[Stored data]

-- -- --

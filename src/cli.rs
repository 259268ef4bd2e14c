//! Command-line interface definition (clap derive).
use std::path::PathBuf;

use clap::{Parser, Subcommand};

use crate::commands::version::version;

/// Top-level CLI entry point for dotem.
#[derive(Parser, Debug)]
#[command(
    name = "dotem",
    about = "Load environment variable profiles from a TOML file into your shell",
    version = version()
)]
pub struct Cli {
    /// Subcommand to run.
    #[command(subcommand)]
    pub command: Command,

    /// Enable verbose output on stderr
    #[arg(short, long, global = true)]
    pub verbose: bool,
}

/// Options for locating the configuration file.
#[derive(Parser, Debug, Clone, Default)]
pub struct ConfigOpts {
    /// Path to the TOML configuration file (default: ./dotem.toml, then ~/dotem.toml)
    #[arg(short, long, value_name = "PATH")]
    pub config: Option<PathBuf>,
}

/// Available subcommands.
#[derive(Subcommand, Debug)]
pub enum Command {
    /// Print `export` statements for a profile (or default)
    Load(LoadOpts),
    /// Print a shell function that evaluates `dotem load` in the current shell
    Hook,
    /// List the profiles defined in the configuration file
    Profiles(ProfilesOpts),
    /// Print version information
    Version,
}

impl Command {
    /// Short name used for the log file.
    #[must_use]
    pub const fn name(&self) -> &'static str {
        match self {
            Self::Load(_) => "load",
            Self::Hook => "hook",
            Self::Profiles(_) => "profiles",
            Self::Version => "version",
        }
    }
}

/// Options for the `load` subcommand.
#[derive(Parser, Debug, Clone)]
pub struct LoadOpts {
    /// Dotted profile path, e.g. `work.staging` [default: default]
    pub profile: Option<String>,

    /// Merge every table in the file instead of a single profile
    #[arg(long, conflicts_with = "profile")]
    pub all: bool,

    /// Config file location.
    #[command(flatten)]
    pub config: ConfigOpts,
}

/// Options for the `profiles` subcommand.
#[derive(Parser, Debug, Clone)]
pub struct ProfilesOpts {
    /// Config file location.
    #[command(flatten)]
    pub config: ConfigOpts,
}

#[cfg(test)]
#[allow(
    clippy::expect_used,
    clippy::unwrap_used,
    clippy::indexing_slicing,
    clippy::panic
)]
mod tests {
    use super::*;
    use clap::CommandFactory;

    #[test]
    fn verify_cli() {
        Cli::command().debug_assert();
    }

    #[test]
    fn parse_load_without_profile() {
        let cli = Cli::parse_from(["dotem", "load"]);
        assert!(
            matches!(&cli.command, Command::Load(_)),
            "Expected Load command"
        );
        if let Command::Load(opts) = cli.command {
            assert_eq!(opts.profile, None);
            assert!(!opts.all);
            assert_eq!(opts.config.config, None);
        }
    }

    #[test]
    fn parse_load_with_dotted_profile() {
        let cli = Cli::parse_from(["dotem", "load", "profile1.subprofile"]);
        if let Command::Load(opts) = cli.command {
            assert_eq!(opts.profile.as_deref(), Some("profile1.subprofile"));
        } else {
            panic!("Expected Load command");
        }
    }

    #[test]
    fn parse_load_with_config_short() {
        let cli = Cli::parse_from(["dotem", "load", "-c", "/tmp/dotem.toml", "work"]);
        if let Command::Load(opts) = cli.command {
            assert_eq!(opts.config.config, Some(PathBuf::from("/tmp/dotem.toml")));
            assert_eq!(opts.profile.as_deref(), Some("work"));
        } else {
            panic!("Expected Load command");
        }
    }

    #[test]
    fn parse_load_with_config_long() {
        let cli = Cli::parse_from(["dotem", "load", "--config", "custom.toml"]);
        if let Command::Load(opts) = cli.command {
            assert_eq!(opts.config.config, Some(PathBuf::from("custom.toml")));
        } else {
            panic!("Expected Load command");
        }
    }

    #[test]
    fn parse_load_all() {
        let cli = Cli::parse_from(["dotem", "load", "--all"]);
        if let Command::Load(opts) = cli.command {
            assert!(opts.all);
            assert_eq!(opts.profile, None);
        } else {
            panic!("Expected Load command");
        }
    }

    #[test]
    fn load_all_conflicts_with_profile() {
        assert!(Cli::try_parse_from(["dotem", "load", "--all", "work"]).is_err());
    }

    #[test]
    fn load_rejects_two_profiles() {
        assert!(Cli::try_parse_from(["dotem", "load", "a", "b"]).is_err());
    }

    #[test]
    fn parse_hook() {
        let cli = Cli::parse_from(["dotem", "hook"]);
        assert!(matches!(cli.command, Command::Hook));
    }

    #[test]
    fn parse_profiles_with_config() {
        let cli = Cli::parse_from(["dotem", "profiles", "-c", "x.toml"]);
        if let Command::Profiles(opts) = cli.command {
            assert_eq!(opts.config.config, Some(PathBuf::from("x.toml")));
        } else {
            panic!("Expected Profiles command");
        }
    }

    #[test]
    fn parse_version() {
        let cli = Cli::parse_from(["dotem", "version"]);
        assert!(matches!(cli.command, Command::Version));
    }

    #[test]
    fn parse_verbose_after_subcommand() {
        let cli = Cli::parse_from(["dotem", "load", "-v"]);
        assert!(cli.verbose);
    }

    #[test]
    fn command_names() {
        assert_eq!(Cli::parse_from(["dotem", "load"]).command.name(), "load");
        assert_eq!(Cli::parse_from(["dotem", "hook"]).command.name(), "hook");
        assert_eq!(
            Cli::parse_from(["dotem", "profiles"]).command.name(),
            "profiles"
        );
    }

    #[test]
    fn version_flag_uses_build_version() {
        assert_eq!(Cli::command().get_version(), Some(version()));
    }

    #[test]
    fn missing_subcommand_is_an_error() {
        assert!(Cli::try_parse_from(["dotem"]).is_err());
    }
}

-- -- --

• WORK ITEM:
Each record above should be repeated exactly.

• RESPONSE TO THIS TASK:
filename src/cli.rs
repository 259268ef4bd2e14c
//! Command-line interface definition (clap derive).
use std::path::PathBuf;

use clap::{Parser, Subcommand};

use crate::commands::version::version;

/// Top-level CLI entry point for dotem.
#[derive(Parser, Debug)]
#[command(
    name = "dotem",
    about = "Load environment variable profiles from a TOML file into your shell",
    version = version()
)]
pub struct Cli {
    /// Subcommand to run.
    #[command(subcommand)]
    pub command: Command,

    /// Enable verbose output on stderr
    #[arg(short, long, global = true)]
    pub verbose: bool,
}

/// Options for locating the configuration file.
#[derive(Parser, Debug, Clone, Default)]
pub struct ConfigOpts {
    /// Path to the TOML configuration file (default: ./dotem.toml, then ~/dotem.toml)
    #[arg(short, long, value_name = "PATH")]
    pub config: Option<PathBuf>,
}

/// Available subcommands.
#[derive(Subcommand, Debug)]
pub enum Command {
    /// Print `export` statements for a profile (or default)
    Load(LoadOpts),
    /// Print a shell function that evaluates `dotem load` in the current shell
    Hook,
    /// List the profiles defined in the configuration file
    Profiles(ProfilesOpts),
    /// Print version information
    Version,
}

impl Command {
    /// Short name used for the log file.
    #[must_use]
    pub const fn name(&self) -> &'static str {
        match self {
            Self::Load(_) => "load",
            Self::Hook => "hook",
            Self::Profiles(_) => "profiles",
            Self::Version => "version",
        }
    }
}

/// Options for the `load` subcommand.
#[derive(Parser, Debug, Clone)]
pub struct LoadOpts {
    /// Dotted profile path, e.g. `work.staging` [default: default]
    pub profile: Option<String>,

    /// Merge every table in the file instead of a single profile
    #[arg(long, conflicts_with = "profile")]
    pub all: bool,

    /// Config file location.
    #[command(flatten)]
    pub config: ConfigOpts,
}

/// Options for the `profiles` subcommand.
#[derive(Parser, Debug, Clone)]
pub struct ProfilesOpts {
    /// Config file location.
    #[command(flatten)]
    pub config: ConfigOpts,
}

#[cfg(test)]
#[allow(
    clippy::expect_used,
    clippy::unwrap_used,
    clippy::indexing_slicing,
    clippy::panic
)]
mod tests {
    use super::*;
    use clap::CommandFactory;

    #[test]
    fn verify_cli() {
        Cli::command().debug_assert();
    }

    #[test]
    fn parse_load_without_profile() {
        let cli = Cli::parse_from(["dotem", "load"]);
        assert!(
            matches!(&cli.command, Command::Load(_)),
            "Expected Load command"
        );
        if let Command::Load(opts) = cli.command {
            assert_eq!(opts.profile, None);
            assert!(!opts.all);
            assert_eq!(opts.config.config, None);
        }
    }

    #[test]
    fn parse_load_with_dotted_profile() {
        let cli = Cli::parse_from(["dotem", "load", "profile1.subprofile"]);
        if let Command::Load(opts) = cli.command {
            assert_eq!(opts.profile.as_deref(), Some("profile1.subprofile"));
        } else {
            panic!("Expected Load command");
        }
    }

    #[test]
    fn parse_load_with_config_short() {
        let cli = Cli::parse_from(["dotem", "load", "-c", "/tmp/dotem.toml", "work"]);
        if let Command::Load(opts) = cli.command {
            assert_eq!(opts.config.config, Some(PathBuf::from("/tmp/dotem.toml")));
            assert_eq!(opts.profile.as_deref(), Some("work"));
        } else {
            panic!("Expected Load command");
        }
    }

    #[test]
    fn parse_load_with_config_long() {
        let cli = Cli::parse_from(["dotem", "load", "--config", "custom.toml"]);
        if let Command::Load(opts) = cli.command {
            assert_eq!(opts.config.config, Some(PathBuf::from("custom.toml")));
        } else {
            panic!("Expected Load command");
        }
    }

    #[test]
    fn parse_load_all() {
        let cli = Cli::parse_from(["dotem", "load", "--all"]);
        if let Command::Load(opts) = cli.command {
            assert!(opts.all);
            assert_eq!(opts.profile, None);
        } else {
            panic!("Expected Load command");
        }
    }

    #[test]
    fn load_all_conflicts_with_profile() {
        assert!(Cli::try_parse_from(["dotem", "load", "--all", "work"]).is_err());
    }

    #[test]
    fn load_rejects_two_profiles() {
        assert!(Cli::try_parse_from(["dotem", "load", "a", "b"]).is_err());
    }

    #[test]
    fn parse_hook() {
        let cli = Cli::parse_from(["dotem", "hook"]);
        assert!(matches!(cli.command, Command::Hook));
    }

    #[test]
    fn parse_profiles_with_config() {
        let cli = Cli::parse_from(["dotem", "profiles", "-c", "x.toml"]);
        if let Command::Profiles(opts) = cli.command {
            assert_eq!(opts.config.config, Some(PathBuf::from("x.toml")));
        } else {
            panic!("Expected Profiles command");
        }
    }

    #[test]
    fn parse_version() {
        let cli = Cli::parse_from(["dotem", "version"]);
        assert!(matches!(cli.command, Command::Version));
    }

    #[test]
    fn parse_verbose_after_subcommand() {
        let cli = Cli::parse_from(["dotem", "load", "-v"]);
        assert!(cli.verbose);
    }

    #[test]
    fn command_names() {
        assert_eq!(Cli::parse_from(["dotem", "load"]).command.name(), "load");
        assert_eq!(Cli::parse_from(["dotem", "hook"]).command.name(), "hook");
        assert_eq!(
            Cli::parse_from(["dotem", "profiles"]).command.name(),
            "profiles"
        );
    }

    #[test]
    fn version_flag_uses_build_version() {
        assert_eq!(Cli::command().get_version(), Some(version()));
    }

    #[test]
    fn missing_subcommand_is_an_error() {
        assert!(Cli::try_parse_from(["dotem"]).is_err());
    }
}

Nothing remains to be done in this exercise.